++++ Exercise inputs ++++

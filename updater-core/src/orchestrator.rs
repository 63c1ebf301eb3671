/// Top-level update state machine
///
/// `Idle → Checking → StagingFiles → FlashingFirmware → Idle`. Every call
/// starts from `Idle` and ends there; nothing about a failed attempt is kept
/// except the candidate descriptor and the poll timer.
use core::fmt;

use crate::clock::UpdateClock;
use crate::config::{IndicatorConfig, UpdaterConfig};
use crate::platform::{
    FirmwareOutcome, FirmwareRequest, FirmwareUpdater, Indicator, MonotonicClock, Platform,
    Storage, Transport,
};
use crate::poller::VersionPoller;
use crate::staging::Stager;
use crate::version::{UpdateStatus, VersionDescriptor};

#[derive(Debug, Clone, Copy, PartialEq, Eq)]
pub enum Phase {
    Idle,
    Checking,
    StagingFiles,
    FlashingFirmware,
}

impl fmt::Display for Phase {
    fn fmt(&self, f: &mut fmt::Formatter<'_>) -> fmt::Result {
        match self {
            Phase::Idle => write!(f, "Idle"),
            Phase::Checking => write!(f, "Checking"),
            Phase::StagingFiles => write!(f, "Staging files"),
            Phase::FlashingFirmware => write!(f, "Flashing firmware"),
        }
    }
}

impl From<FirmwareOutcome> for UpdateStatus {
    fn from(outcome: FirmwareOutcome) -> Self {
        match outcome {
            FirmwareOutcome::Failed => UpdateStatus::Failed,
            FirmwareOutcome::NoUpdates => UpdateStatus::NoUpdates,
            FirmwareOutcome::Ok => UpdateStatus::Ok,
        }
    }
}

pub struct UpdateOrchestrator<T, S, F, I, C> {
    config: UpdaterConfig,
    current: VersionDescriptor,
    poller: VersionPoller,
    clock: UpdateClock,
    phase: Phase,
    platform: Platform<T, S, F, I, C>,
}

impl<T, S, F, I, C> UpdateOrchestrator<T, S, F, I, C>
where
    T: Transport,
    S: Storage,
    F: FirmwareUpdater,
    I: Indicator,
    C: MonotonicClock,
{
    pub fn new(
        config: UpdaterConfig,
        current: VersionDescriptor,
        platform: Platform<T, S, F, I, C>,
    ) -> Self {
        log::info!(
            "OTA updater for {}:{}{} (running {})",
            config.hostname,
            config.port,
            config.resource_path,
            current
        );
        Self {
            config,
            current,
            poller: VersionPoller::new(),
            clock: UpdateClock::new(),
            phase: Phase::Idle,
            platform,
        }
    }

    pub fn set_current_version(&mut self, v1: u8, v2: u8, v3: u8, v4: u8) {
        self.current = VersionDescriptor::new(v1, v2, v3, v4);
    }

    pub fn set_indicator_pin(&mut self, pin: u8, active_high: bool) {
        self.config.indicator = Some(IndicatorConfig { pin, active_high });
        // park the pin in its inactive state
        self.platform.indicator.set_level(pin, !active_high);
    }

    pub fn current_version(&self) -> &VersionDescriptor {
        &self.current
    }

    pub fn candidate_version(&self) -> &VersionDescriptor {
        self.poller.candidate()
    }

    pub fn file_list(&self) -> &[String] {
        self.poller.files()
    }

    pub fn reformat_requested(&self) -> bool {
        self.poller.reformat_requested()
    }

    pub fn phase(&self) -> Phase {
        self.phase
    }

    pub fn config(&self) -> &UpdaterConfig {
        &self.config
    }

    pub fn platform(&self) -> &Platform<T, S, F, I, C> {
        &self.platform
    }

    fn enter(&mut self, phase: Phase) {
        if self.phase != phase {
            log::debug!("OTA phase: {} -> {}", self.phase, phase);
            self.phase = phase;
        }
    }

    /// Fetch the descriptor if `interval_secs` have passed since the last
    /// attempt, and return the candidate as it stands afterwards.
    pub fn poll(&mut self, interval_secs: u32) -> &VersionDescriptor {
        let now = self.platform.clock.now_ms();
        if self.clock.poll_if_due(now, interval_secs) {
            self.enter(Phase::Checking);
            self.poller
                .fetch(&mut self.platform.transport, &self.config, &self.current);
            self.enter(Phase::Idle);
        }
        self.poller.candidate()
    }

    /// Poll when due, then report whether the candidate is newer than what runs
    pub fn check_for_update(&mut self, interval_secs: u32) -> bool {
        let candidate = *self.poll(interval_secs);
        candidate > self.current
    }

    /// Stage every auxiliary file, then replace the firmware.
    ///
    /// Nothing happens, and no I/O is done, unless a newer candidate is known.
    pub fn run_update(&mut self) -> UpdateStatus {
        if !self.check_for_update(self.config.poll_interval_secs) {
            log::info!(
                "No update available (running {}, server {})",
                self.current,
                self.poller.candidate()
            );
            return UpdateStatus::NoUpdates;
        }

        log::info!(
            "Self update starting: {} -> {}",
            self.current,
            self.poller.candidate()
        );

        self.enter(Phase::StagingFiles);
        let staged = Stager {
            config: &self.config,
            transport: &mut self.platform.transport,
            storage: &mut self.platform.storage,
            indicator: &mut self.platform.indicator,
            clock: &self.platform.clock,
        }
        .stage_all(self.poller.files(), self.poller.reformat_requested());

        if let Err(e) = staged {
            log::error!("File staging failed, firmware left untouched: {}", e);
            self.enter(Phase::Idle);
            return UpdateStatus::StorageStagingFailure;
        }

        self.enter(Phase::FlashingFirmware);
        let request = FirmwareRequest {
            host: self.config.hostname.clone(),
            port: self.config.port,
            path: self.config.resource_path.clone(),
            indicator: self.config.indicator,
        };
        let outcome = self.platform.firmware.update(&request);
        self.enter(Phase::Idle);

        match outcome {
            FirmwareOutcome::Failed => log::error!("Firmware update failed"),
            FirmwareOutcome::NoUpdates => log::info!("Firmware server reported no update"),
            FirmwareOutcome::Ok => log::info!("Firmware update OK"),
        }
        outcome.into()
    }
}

++++

(Assignment):
Among the entries, find each line that includes the string "VersionDescriptor" and copy it.

(Response area):
use crate::version::{UpdateStatus, VersionDescriptor};
    current: VersionDescriptor,
        current: VersionDescriptor,
        self.current = VersionDescriptor::new(v1, v2, v3, v4);
    pub fn current_version(&self) -> &VersionDescriptor {
    pub fn candidate_version(&self) -> &VersionDescriptor {
    pub fn poll(&mut self, interval_secs: u32) -> &VersionDescriptor {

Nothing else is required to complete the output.